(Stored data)
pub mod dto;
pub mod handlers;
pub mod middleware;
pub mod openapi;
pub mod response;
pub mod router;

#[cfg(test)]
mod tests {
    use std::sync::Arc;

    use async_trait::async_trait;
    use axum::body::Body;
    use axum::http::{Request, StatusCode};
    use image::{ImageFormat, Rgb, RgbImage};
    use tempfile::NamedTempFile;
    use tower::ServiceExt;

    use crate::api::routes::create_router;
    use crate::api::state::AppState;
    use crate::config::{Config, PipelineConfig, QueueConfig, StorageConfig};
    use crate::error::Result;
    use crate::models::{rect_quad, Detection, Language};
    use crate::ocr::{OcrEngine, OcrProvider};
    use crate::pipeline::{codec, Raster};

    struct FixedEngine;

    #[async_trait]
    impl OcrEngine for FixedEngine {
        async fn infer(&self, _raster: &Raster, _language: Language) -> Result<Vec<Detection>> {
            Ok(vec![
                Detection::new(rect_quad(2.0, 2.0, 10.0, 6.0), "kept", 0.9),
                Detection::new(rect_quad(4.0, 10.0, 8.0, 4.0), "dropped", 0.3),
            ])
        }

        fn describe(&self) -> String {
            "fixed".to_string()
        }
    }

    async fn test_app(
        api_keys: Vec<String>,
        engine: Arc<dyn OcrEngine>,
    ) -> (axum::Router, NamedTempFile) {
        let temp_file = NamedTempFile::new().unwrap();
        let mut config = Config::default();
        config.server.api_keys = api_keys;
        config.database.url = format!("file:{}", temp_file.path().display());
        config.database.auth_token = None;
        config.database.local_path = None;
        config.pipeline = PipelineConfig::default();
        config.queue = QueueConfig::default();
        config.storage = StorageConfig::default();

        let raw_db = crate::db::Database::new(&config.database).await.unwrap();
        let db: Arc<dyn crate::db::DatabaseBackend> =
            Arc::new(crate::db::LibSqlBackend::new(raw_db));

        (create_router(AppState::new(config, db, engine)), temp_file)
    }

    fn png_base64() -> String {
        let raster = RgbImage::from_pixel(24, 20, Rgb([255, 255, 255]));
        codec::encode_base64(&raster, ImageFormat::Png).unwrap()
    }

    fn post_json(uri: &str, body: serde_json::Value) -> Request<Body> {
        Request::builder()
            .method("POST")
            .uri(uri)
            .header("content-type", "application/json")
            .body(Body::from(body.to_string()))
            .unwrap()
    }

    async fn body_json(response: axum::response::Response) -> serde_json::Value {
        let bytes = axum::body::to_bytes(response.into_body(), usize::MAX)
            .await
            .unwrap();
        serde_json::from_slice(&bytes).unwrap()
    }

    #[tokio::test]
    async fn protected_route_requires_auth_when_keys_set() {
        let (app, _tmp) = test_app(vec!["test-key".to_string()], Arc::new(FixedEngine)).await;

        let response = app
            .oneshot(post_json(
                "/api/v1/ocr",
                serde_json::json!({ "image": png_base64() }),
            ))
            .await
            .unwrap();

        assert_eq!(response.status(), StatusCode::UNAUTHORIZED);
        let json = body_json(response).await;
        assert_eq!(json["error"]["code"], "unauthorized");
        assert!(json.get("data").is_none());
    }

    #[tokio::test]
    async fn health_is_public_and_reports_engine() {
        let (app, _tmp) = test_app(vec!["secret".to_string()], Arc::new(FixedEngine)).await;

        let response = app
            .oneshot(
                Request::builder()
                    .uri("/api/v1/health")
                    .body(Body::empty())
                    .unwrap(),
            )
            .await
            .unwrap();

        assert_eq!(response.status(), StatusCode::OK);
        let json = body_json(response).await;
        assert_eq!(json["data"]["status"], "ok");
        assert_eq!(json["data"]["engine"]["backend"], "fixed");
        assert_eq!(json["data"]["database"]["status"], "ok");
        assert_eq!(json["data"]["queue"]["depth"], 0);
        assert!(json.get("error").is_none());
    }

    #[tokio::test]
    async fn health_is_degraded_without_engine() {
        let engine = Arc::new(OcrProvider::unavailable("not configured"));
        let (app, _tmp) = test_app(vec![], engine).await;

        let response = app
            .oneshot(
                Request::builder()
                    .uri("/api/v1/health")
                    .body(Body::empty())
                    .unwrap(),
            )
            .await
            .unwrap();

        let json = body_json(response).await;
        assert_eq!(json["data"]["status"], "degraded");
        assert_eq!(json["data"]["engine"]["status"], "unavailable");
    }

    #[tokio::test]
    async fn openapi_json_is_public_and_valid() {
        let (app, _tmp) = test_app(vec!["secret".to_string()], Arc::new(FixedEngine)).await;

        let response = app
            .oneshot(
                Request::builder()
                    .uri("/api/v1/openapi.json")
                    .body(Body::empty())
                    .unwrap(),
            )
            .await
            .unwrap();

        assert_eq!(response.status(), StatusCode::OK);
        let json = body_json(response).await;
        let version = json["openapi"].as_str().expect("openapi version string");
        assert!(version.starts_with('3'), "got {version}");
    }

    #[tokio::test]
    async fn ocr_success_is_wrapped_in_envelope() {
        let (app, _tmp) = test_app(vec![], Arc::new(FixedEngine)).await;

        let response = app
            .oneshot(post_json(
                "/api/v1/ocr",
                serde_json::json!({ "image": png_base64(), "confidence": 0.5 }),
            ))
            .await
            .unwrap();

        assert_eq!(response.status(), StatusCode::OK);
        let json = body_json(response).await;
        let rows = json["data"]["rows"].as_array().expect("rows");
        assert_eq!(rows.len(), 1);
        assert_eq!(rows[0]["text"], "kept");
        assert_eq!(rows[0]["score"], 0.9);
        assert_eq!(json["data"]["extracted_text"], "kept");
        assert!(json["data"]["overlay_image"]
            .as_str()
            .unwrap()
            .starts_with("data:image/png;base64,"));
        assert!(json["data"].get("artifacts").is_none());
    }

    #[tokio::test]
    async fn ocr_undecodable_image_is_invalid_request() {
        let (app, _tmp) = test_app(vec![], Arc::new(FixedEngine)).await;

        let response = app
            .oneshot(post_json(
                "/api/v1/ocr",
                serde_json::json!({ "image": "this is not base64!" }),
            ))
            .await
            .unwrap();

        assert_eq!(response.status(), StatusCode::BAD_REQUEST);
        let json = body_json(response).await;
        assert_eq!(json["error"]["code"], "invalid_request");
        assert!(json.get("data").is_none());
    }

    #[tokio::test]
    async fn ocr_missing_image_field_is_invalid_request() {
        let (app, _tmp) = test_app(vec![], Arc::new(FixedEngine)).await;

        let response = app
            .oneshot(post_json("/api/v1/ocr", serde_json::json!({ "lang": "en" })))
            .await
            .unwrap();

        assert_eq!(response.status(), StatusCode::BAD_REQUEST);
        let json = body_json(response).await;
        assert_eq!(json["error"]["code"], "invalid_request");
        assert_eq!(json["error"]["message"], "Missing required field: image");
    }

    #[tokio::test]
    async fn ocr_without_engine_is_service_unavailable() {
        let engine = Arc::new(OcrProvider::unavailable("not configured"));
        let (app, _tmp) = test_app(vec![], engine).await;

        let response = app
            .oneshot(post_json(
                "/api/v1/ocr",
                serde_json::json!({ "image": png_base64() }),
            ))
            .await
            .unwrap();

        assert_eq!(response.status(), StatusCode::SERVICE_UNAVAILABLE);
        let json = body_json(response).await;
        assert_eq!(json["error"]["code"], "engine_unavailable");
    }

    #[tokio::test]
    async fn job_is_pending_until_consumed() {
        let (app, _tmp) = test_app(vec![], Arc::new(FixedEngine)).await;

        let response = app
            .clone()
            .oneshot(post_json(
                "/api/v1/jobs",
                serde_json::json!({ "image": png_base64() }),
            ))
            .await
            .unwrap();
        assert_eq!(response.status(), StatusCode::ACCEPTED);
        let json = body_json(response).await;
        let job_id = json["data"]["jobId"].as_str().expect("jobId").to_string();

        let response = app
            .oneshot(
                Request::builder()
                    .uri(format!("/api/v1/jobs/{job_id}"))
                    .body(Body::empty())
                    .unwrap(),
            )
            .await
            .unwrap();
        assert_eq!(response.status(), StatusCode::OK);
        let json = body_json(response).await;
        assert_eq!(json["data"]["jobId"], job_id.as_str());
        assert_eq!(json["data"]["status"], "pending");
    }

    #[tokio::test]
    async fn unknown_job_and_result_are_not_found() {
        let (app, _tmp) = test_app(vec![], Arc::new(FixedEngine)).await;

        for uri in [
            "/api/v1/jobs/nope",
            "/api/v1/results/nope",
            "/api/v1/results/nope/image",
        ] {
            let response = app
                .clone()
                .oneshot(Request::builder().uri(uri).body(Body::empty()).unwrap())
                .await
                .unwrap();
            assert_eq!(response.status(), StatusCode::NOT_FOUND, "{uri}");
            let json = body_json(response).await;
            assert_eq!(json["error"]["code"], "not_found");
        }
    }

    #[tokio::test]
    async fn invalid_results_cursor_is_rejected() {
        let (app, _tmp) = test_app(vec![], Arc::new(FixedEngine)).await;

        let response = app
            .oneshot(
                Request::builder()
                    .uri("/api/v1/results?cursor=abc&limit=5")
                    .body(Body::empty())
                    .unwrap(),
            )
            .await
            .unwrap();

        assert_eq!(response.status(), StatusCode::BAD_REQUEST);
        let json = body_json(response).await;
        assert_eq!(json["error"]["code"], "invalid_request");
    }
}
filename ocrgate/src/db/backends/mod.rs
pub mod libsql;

AIM OF THE TASK: Out of the records above, pick each line that contains the string "crate".

FINISHED TASK:
    use crate::api::routes::create_router;
    use crate::api::state::AppState;
    use crate::config::{Config, PipelineConfig, QueueConfig, StorageConfig};
    use crate::error::Result;
    use crate::models::{rect_quad, Detection, Language};
    use crate::ocr::{OcrEngine, OcrProvider};
    use crate::pipeline::{codec, Raster};
        let raw_db = crate::db::Database::new(&config.database).await.unwrap();
        let db: Arc<dyn crate::db::DatabaseBackend> =
            Arc::new(crate::db::LibSqlBackend::new(raw_db));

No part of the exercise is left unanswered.